== The task ==
Below are records. Count every line containing the word "before" and give the number alone.

== Entries provided ==
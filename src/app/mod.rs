//! Application core: pure domain logic, zero I/O.
//!
//! Turns debounced button presses into speed and direction commands.
//! All interaction with hardware happens through **port traits** defined
//! in [`ports`], keeping this layer fully testable without real peripherals.

pub mod commands;
pub mod events;
pub mod ports;
pub mod service;
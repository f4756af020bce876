//! Integration test driver for `tests/integration/` submodule.
//!
//! Each `mod` below maps to a file that exercises a specific subsystem
//! against mock or simulated adapters.  All tests run on the host with
//! no real hardware required.

mod app_service_tests;
mod mock_hw;
mod pipeline_tests;
//! Actuator drivers and input conditioning.

pub mod button;
pub mod hbridge;
pub mod pwm;
pub mod status_led;
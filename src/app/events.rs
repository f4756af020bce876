//! Outbound application events.
//!
//! The [`AppService`](super::service::AppService) emits these through the
//! [`EventSink`](super::ports::EventSink) port.

use crate::events::ButtonId;
use crate::fsm::Direction;

/// Structured events emitted by the application core.
#[derive(Debug, Clone, PartialEq, Eq)]
pub enum AppEvent {
    /// The service has started (carries the initial snapshot).
    Started(MotorSnapshot),

    /// The speed level moved; `duty` is in counter ticks.
    SpeedChanged { level: usize, duty: u16 },

    /// The state machine changed direction.
    DirectionChanged { from: Direction, to: Direction },

    /// A reversal at speed is braking before `target` is driven.
    ReversalDeferred { target: Direction },

    /// A deferred reversal reached the pins.
    ReversalApplied(Direction),

    /// A press had no effect in the current state.
    PressIgnored(ButtonId),
}

/// Point-in-time view of the motor control state.
#[derive(Debug, Clone, Copy, PartialEq, Eq)]
pub struct MotorSnapshot {
    pub level: usize,
    pub direction: Direction,
    pub duty: u16,
    pub period: u16,
    /// Direction on the H-bridge pins; differs from `direction` only
    /// while a reversal is held.
    pub driven: Direction,
}

impl MotorSnapshot {
    /// Duty in whole percent of the period.
    pub fn duty_percent(&self) -> u32 {
        if self.period == 0 {
            return 0;
        }
        (u32::from(self.duty) * 100 + u32::from(self.period) / 2) / u32::from(self.period)
    }
}
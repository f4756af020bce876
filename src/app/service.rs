//! Application service: the hexagonal core.
//!
//! [`AppService`] owns the FSM, the reversal guard and the shared motor
//! context.  It is the single consumer of debounced presses and the only
//! code that writes duty values or direction pins.  All I/O flows through
//! port traits injected at call sites, making the entire service testable
//! with mock adapters.
//!
//! ```text
//!  ButtonPress ──▶ ┌────────────────────────┐ ──▶ EventSink
//!                  │       AppService        │
//!    MotorPort ◀── │   FSM · ReversalGuard   │
//!                  └────────────────────────┘
//! ```
//!
//! ## Output ordering
//!
//! Stopping writes duty 0 to both channels before braking the bridge;
//! starting drives the bridge pattern before raising duty.

use log::info;

use crate::config::SystemConfig;
use crate::drivers::button::ButtonPress;
use crate::drivers::pwm::PwmChannel;
use crate::error::Result;
use crate::events::ButtonId;
use crate::fsm::context::{MotorContext, MotorControlState};
use crate::fsm::states::build_state_table;
use crate::fsm::{Direction, MotorFsm, Transition};
use crate::safety::{DirectionAction, ReversalGuard};

use super::commands::AppCommand;
use super::events::{AppEvent, MotorSnapshot};
use super::ports::{EventSink, MotorPort};

// ───────────────────────────────────────────────────────────────
// AppService
// ───────────────────────────────────────────────────────────────

pub struct AppService {
    fsm: MotorFsm,
    ctx: MotorContext,
    guard: ReversalGuard,
    /// Direction currently on the H-bridge pins.
    driven: Direction,
    commands_handled: u64,
}

impl AppService {
    /// Construct the service from a validated configuration.
    ///
    /// Does **not** start the FSM: call [`start`](Self::start) next.
    pub fn new(config: &SystemConfig) -> Result<Self> {
        config.validate()?;
        let duties = config.duty_table()?;
        info!(
            "duty ladder: {:?} ticks of {}",
            duties.as_slice(),
            duties.period()
        );

        Ok(Self {
            fsm: MotorFsm::new(build_state_table(), Direction::Brake),
            ctx: MotorContext::new(duties),
            guard: ReversalGuard::new(config.reverse_brake_ms),
            driven: Direction::Brake,
            commands_handled: 0,
        })
    }

    // ── Lifecycle ─────────────────────────────────────────────

    /// Enter `(Brake, 0)` and drive the outputs to match.
    pub fn start(&mut self, hw: &mut impl MotorPort, sink: &mut impl EventSink) -> Result<()> {
        self.fsm.start(&mut self.ctx);
        self.write_duty(hw)?;
        self.drive(Direction::Brake, hw)?;
        sink.emit(&AppEvent::Started(self.snapshot()));
        info!("AppService started in {:?}", self.fsm.current_state());
        Ok(())
    }

    // ── Press handling ────────────────────────────────────────

    /// Process one batch of debounced presses in order.
    pub fn handle_presses(
        &mut self,
        presses: &[ButtonPress],
        hw: &mut impl MotorPort,
        sink: &mut impl EventSink,
    ) -> Result<()> {
        for press in presses {
            self.handle_command(press.button.into(), press.at_ms, hw, sink)?;
        }
        Ok(())
    }

    /// Process one command.  `now_ms` times any reversal hold.
    pub fn handle_command(
        &mut self,
        cmd: AppCommand,
        now_ms: u32,
        hw: &mut impl MotorPort,
        sink: &mut impl EventSink,
    ) -> Result<()> {
        self.commands_handled += 1;
        match cmd {
            AppCommand::AdvanceSpeed => {
                let t = self.fsm.on_speed_event(&mut self.ctx);
                self.apply_speed(t, now_ms, hw)?;
                sink.emit(&AppEvent::SpeedChanged {
                    level: self.ctx.state.level.index(),
                    duty: self.ctx.duty(),
                });
                if t.changed() {
                    sink.emit(&AppEvent::DirectionChanged { from: t.from, to: t.to });
                }
            }
            AppCommand::ToggleDirection => {
                let t = self.fsm.on_direction_event(&mut self.ctx);
                if !t.changed() {
                    sink.emit(&AppEvent::PressIgnored(ButtonId::Direction));
                    return Ok(());
                }
                match self.guard.request(t.from, t.to, self.ctx.duty(), now_ms) {
                    DirectionAction::Apply(direction) => self.drive(direction, hw)?,
                    DirectionAction::HoldBrake { target } => {
                        self.drive(Direction::Brake, hw)?;
                        sink.emit(&AppEvent::ReversalDeferred { target });
                    }
                }
                sink.emit(&AppEvent::DirectionChanged { from: t.from, to: t.to });
            }
        }
        Ok(())
    }

    /// Release a held reversal once its brake time is up.  Call on every
    /// loop pass; a no-op when nothing is pending.
    pub fn poll(&mut self, now_ms: u32, hw: &mut impl MotorPort, sink: &mut impl EventSink) -> Result<()> {
        if let Some(direction) = self.guard.poll(now_ms) {
            self.drive(direction, hw)?;
            sink.emit(&AppEvent::ReversalApplied(direction));
        }
        Ok(())
    }

    // ── Queries ───────────────────────────────────────────────

    pub fn state(&self) -> MotorControlState {
        self.ctx.state
    }

    pub fn duty(&self) -> u16 {
        self.ctx.duty()
    }

    pub fn period(&self) -> u16 {
        self.ctx.duties.period()
    }

    pub fn snapshot(&self) -> MotorSnapshot {
        MotorSnapshot {
            level: self.ctx.state.level.index(),
            direction: self.ctx.state.direction,
            duty: self.ctx.duty(),
            period: self.period(),
            driven: self.driven,
        }
    }

    /// Direction waiting behind the reversal brake, if any.
    pub fn pending_reversal(&self) -> Option<Direction> {
        self.guard.pending()
    }

    pub fn commands_handled(&self) -> u64 {
        self.commands_handled
    }

    // ── Internal ──────────────────────────────────────────────

    fn apply_speed(&mut self, t: Transition, now_ms: u32, hw: &mut impl MotorPort) -> Result<()> {
        if t.to == Direction::Brake {
            self.guard.cancel();
            self.write_duty(hw)?;
            return self.drive(Direction::Brake, hw);
        }
        if t.changed() {
            // Brake -> Forward: never held.
            if let DirectionAction::Apply(direction) = self.guard.request(t.from, t.to, 0, now_ms) {
                self.drive(direction, hw)?;
            }
        }
        self.write_duty(hw)
    }

    fn write_duty(&mut self, hw: &mut impl MotorPort) -> Result<()> {
        let duty = self.ctx.duty();
        for channel in PwmChannel::ALL {
            hw.set_duty(channel, duty)?;
        }
        Ok(())
    }

    fn drive(&mut self, direction: Direction, hw: &mut impl MotorPort) -> Result<()> {
        hw.set_direction(direction)?;
        self.driven = direction;
        Ok(())
    }
}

== Task answer ==
3